KelpDAO, un protocollo DeFi, è stato colpito da un exploit da 293 milioni di dollari — uno dei più grandi nella storia del DeFi. L'attacco segnala un preoccupante cambiamento: la minaccia per la sicurezza più grave per il settore non è più solo il codice difettoso, ma la rete intricata di sistemi interconnessi che alimentano queste piattaforme.
L'entità dell'attacco
I fondi rubati ammontano a quasi 300 milioni di dollari, una cifra che colloca la violazione tra le più gravi nella storia degli attacchi al DeFi in termini di valore. Gli attaccanti hanno svuotato diversi pool all'interno dell'ecosistema di KelpDAO, sebbene la suddivisione esatta delle risorse sottratte non sia stata divulgata. Il protocollo ha sospeso le operazioni mentre procede con le indagini.
Dai bug del codice al rischio sistemico
Per anni, gli exploit nel DeFi sono derivati tipicamente da vulnerabilità singole nei contratti intelligenti — una riga di codice difettosa qui, un controllo di autorizzazione mancante là. Tuttavia, l'attacco a KelpDAO indica una diversa tipologia di vulnerabilità: la complessità derivante dall'interazione tra i protocolli, con gli oracoli e con fonti esterne di liquidità. L'attacco ha sfruttato queste dipendenze piuttosto che un singolo errore di codifica, secondo i dettagli limitati disponibili.
Questo cambiamento si stava profilando. Man mano che i sistemi DeFi diventano più integrati, un difetto in un singolo componente può propagarsi in molteplici sistemi. La violazione di KelpDAO è un esempio lampante di ciò che accade quando questa complessità non viene adeguatamente mappata o protetta.
Cosa è andato storto
Le analisi post-mortem pubbliche sono ancora in corso. I primi indizi suggeriscono che gli attaccanti abbiano manipolato i feed dei prezzi o sfruttato meccanismi di prestito cross-protocollo — tecniche che dipendono dalla comprensione di come le diverse parti del sistema si comportano sotto stress. Il team di KelpDAO non ha confermato il vettore dell'attacco e gli auditor di sicurezza che hanno esaminato il codice prima del lancio potrebbero non aver rilevato un attacco del genere, poiché non si trattava di un semplice bug nel codice.
Le conseguenze
Gli utenti di KelpDAO sono costretti ad aspettare. Il protocollo ha congelato i prelievi e sta collaborando con le forze dell'ordine e le società di sicurezza. Non è ancora chiaro se sia possibile recuperare parte dei fondi. Attacchi simili in passato hanno talvolta portato a rimborsi parziali dopo trattative, ma in questo caso non ci sono notizie al riguardo.

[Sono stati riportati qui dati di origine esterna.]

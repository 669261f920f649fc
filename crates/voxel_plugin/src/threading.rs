//! Cross-platform threading abstraction using rayon.
//!
//! Uses `rayon::spawn` as the unified threading solution:
//! - Native: rayon's thread pool (std::thread based)
//! - wasm32-unknown-unknown: wasm-bindgen-rayon (Web Workers)
//! - wasm32-unknown-emscripten: rayon via pthreads (Web Workers)
//!
//! # Usage
//!
//! ```ignore
//! let executor = TaskExecutor::new();
//!
//! // Queue work (non-blocking)
//! let task_id = executor.spawn(move || expensive_computation());
//!
//! // Poll for results each frame
//! if let Some(result) = executor.poll::<MyResult>(task_id) {
//!     // Use result
//! }
//! ```

use std::collections::HashMap;
use std::sync::atomic::{AtomicU64, Ordering};
use std::sync::{Arc, Mutex};

/// Unique identifier for a spawned task.
#[derive(Clone, Copy, Debug, PartialEq, Eq, Hash)]
pub struct TaskId(u64);

impl TaskId {
  fn next() -> Self {
    static COUNTER: AtomicU64 = AtomicU64::new(0);
    Self(COUNTER.fetch_add(1, Ordering::Relaxed))
  }
}

/// Type-erased result container.
struct TaskResult {
  data: Box<dyn std::any::Any + Send>,
}

/// Cross-platform task executor using rayon.
///
/// Uses `rayon::spawn` for fire-and-forget work submission, with channels
/// for result retrieval. This works across all platforms where rayon is
/// supported (native, wasm-bindgen-rayon, emscripten with pthreads).
pub struct TaskExecutor {
  /// Completed results waiting to be polled.
  results: Arc<Mutex<HashMap<TaskId, TaskResult>>>,
  /// Currently pending task IDs.
  pending: Arc<Mutex<std::collections::HashSet<TaskId>>>,
}

impl TaskExecutor {
  /// Create a new executor.
  ///
  /// Note: The `num_threads` parameter is ignored - rayon manages its own
  /// thread pool. Use `rayon::ThreadPoolBuilder` if you need to configure
  /// the pool size before creating the executor.
  pub fn new(_num_threads: usize) -> Self {
    Self {
      results: Arc::new(Mutex::new(HashMap::new())),
      pending: Arc::new(Mutex::new(std::collections::HashSet::new())),
    }
  }

  /// Create executor (rayon manages thread count automatically).
  pub fn default_threads() -> Self {
    Self::new(0)
  }

  /// Spawn a task on rayon's thread pool (non-blocking).
  ///
  /// Returns a TaskId that can be used to poll for the result.
  pub fn spawn<F, T>(&self, work: F) -> TaskId
  where
    F: FnOnce() -> T + Send + 'static,
    T: Send + 'static,
  {
    let task_id = TaskId::next();

    // Add to pending set
    {
      let mut pending = self.pending.lock().unwrap();
      pending.insert(task_id);
    }

    // Clone Arcs for the closure
    let results = Arc::clone(&self.results);
    let pending = Arc::clone(&self.pending);

    // Spawn on rayon's thread pool
    rayon::spawn(move || {
      // Execute work
      let result = work();

      // Store result
      {
        let mut results = results.lock().unwrap();
        results.insert(
          task_id,
          TaskResult {
            data: Box::new(result),
          },
        );
      }

      // Remove from pending
      {
        let mut pending = pending.lock().unwrap();
        pending.remove(&task_id);
      }
    });

    task_id
  }

  /// Poll for a task's result (non-blocking).
  ///
  /// Returns `Some(result)` if the task completed, `None` if still running.
  /// Returns `None` if the task ID is invalid or already consumed.
  pub fn poll<T: 'static>(&self, task_id: TaskId) -> Option<T> {
    let mut results = self.results.lock().unwrap();
    if let Some(result) = results.remove(&task_id) {
      result.data.downcast::<T>().ok().map(|b| *b)
    } else {
      None
    }
  }

  /// Check if a task is still pending.
  pub fn is_pending(&self, task_id: TaskId) -> bool {
    let pending = self.pending.lock().unwrap();
    pending.contains(&task_id)
  }

  /// Get the number of worker threads in rayon's pool.
  pub fn num_threads(&self) -> usize {
    rayon::current_num_threads()
  }

  /// Get the number of tasks currently queued or running.
  pub fn pending_count(&self) -> usize {
    let pending = self.pending.lock().unwrap();
    pending.len()
  }
}

impl Default for TaskExecutor {
  fn default() -> Self {
    Self::default_threads()
  }
}

impl Clone for TaskExecutor {
  fn clone(&self) -> Self {
    Self {
      results: Arc::clone(&self.results),
      pending: Arc::clone(&self.pending),
    }
  }
}

// =============================================================================
// Tests
// =============================================================================

#[cfg(test)]
mod tests {
  use super::*;

  #[test]
  fn test_spawn_and_poll() {
    let executor = TaskExecutor::new(2);

    let task_id = executor.spawn(|| 42i32);

    // Poll until complete
    let mut result = None;
    for _ in 0..1000 {
      if let Some(r) = executor.poll::<i32>(task_id) {
        result = Some(r);
        break;
      }
      std::thread::sleep(std::time::Duration::from_millis(1));
    }

    assert_eq!(result, Some(42));
  }

  #[test]
  fn test_multiple_tasks() {
    let executor = TaskExecutor::new(4);

    let ids: Vec<_> = (0..10).map(|i| executor.spawn(move || i * 2)).collect();

    // Collect all results
    let mut results = vec![None; 10];
    for _ in 0..1000 {
      for (idx, &task_id) in ids.iter().enumerate() {
        if results[idx].is_none() {
          results[idx] = executor.poll::<i32>(task_id);
        }
      }
      if results.iter().all(|r| r.is_some()) {
        break;
      }
      std::thread::sleep(std::time::Duration::from_millis(1));
    }

    let results: Vec<_> = results.into_iter().map(|r| r.unwrap()).collect();
    assert_eq!(results, vec![0, 2, 4, 6, 8, 10, 12, 14, 16, 18]);
  }

  #[test]
  fn test_heavy_computation() {
    let executor = TaskExecutor::new(4);

    // Spawn CPU-bound work
    let task_id = executor.spawn(|| {
      let mut sum = 0u64;
      for i in 0..1_000_000 {
        sum = sum.wrapping_add(i);
      }
      sum
    });

    // Poll until complete
    let mut result = None;
    for _ in 0..5000 {
      if let Some(r) = executor.poll::<u64>(task_id) {
        result = Some(r);
        break;
      }
      std::thread::sleep(std::time::Duration::from_millis(1));
    }

    assert!(result.is_some());
  }

  #[test]
  fn test_default_threads() {
    let executor = TaskExecutor::default_threads();
    assert!(executor.num_threads() >= 1);
  }
}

L'intera comunità DeFi sta osservando attentamente. Se la complessità sistemica diventerà la nuova normalità per gli exploit, allora le audit tradizionali del codice — focalizzate sui singoli contratti — non saranno sufficienti. Il settore potrebbe dover adottare strumenti di stress-testing e simulazione in grado di modellare le interazioni tra più protocolli.
KelpDAO non ha comunicato quando rilascerà un rapporto completo sull'incidente. Tale documento sarà cruciale per comprendere esattamente come si è svolto l'attacco — e per prevenire il prossimo.